** Dataset excerpts follows **

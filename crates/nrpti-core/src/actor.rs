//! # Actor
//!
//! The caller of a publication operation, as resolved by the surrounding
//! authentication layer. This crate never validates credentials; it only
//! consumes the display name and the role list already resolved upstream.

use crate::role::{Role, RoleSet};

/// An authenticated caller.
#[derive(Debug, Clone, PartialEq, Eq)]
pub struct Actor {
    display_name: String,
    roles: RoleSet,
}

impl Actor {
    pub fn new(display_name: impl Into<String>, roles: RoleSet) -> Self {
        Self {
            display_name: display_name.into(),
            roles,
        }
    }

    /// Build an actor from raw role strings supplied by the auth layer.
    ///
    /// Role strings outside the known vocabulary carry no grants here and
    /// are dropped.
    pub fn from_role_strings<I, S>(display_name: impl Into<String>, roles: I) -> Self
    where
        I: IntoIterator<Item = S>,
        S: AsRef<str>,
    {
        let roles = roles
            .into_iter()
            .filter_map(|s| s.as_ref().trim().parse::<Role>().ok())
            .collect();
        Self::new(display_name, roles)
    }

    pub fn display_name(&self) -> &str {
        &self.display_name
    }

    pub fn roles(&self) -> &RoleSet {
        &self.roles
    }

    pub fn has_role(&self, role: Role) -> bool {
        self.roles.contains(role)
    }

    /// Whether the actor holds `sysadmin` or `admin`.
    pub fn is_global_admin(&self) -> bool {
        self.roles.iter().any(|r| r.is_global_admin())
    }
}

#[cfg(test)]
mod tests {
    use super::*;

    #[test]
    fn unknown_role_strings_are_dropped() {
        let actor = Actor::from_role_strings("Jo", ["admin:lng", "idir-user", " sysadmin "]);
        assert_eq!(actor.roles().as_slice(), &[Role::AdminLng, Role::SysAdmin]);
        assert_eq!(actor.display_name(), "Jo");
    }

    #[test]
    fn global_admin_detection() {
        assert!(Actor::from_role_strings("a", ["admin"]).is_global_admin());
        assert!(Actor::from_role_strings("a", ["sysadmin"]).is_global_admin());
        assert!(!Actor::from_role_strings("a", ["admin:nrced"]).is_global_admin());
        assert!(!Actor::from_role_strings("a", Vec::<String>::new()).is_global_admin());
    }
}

** End of Dataset excerpts **
** Dataset excerpts follows **

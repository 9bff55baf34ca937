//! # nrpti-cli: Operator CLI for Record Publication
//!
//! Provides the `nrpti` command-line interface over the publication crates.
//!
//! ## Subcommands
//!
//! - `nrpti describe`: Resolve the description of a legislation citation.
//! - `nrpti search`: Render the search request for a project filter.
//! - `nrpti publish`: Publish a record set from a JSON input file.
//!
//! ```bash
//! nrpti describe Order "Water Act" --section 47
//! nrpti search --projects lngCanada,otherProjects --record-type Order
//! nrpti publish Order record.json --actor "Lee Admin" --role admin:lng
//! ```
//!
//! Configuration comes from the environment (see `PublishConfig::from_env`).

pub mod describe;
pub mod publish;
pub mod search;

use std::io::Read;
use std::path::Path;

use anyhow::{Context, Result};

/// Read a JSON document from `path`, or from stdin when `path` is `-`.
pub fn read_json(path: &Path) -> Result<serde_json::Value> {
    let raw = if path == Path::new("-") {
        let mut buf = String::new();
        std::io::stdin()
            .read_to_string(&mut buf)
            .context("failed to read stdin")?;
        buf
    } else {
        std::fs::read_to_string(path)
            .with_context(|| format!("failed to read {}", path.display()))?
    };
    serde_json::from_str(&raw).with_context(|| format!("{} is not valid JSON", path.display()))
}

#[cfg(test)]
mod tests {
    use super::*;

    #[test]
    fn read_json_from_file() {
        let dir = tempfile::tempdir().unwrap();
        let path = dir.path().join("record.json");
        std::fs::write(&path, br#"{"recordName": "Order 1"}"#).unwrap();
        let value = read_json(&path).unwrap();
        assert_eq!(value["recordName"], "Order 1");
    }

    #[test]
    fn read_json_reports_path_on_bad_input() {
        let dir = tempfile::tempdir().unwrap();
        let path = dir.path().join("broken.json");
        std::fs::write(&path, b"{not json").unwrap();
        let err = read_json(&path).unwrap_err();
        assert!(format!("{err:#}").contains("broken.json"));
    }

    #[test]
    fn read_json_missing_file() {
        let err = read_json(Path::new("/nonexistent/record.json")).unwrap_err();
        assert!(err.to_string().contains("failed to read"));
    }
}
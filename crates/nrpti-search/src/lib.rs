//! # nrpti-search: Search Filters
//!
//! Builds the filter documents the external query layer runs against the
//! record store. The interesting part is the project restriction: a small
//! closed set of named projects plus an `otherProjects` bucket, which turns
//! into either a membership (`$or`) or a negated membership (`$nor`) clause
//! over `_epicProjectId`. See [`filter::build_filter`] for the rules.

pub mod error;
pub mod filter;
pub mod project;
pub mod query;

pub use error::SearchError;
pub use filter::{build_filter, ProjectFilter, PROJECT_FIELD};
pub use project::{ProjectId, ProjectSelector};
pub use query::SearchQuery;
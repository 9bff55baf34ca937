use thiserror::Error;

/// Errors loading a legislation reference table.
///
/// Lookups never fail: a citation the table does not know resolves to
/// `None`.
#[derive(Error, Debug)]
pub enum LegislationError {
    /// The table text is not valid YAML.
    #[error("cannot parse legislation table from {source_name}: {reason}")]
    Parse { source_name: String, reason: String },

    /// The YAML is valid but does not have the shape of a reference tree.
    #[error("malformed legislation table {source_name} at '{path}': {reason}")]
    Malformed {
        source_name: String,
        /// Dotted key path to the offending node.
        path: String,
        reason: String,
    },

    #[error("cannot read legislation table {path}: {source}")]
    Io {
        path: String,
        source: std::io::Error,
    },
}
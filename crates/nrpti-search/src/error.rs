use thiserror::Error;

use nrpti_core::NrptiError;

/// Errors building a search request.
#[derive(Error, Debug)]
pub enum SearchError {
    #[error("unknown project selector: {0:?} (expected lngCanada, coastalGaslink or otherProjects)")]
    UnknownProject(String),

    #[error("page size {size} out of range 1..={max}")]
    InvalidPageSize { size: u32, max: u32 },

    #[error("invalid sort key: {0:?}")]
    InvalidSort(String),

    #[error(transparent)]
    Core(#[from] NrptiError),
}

** End of Dataset excerpts **

To do — Every line above carrying the word "citation" needs to be shown.

Task output —
//! - `nrpti describe`: Resolve the description of a legislation citation.
/// Lookups never fail: a citation the table does not know resolves to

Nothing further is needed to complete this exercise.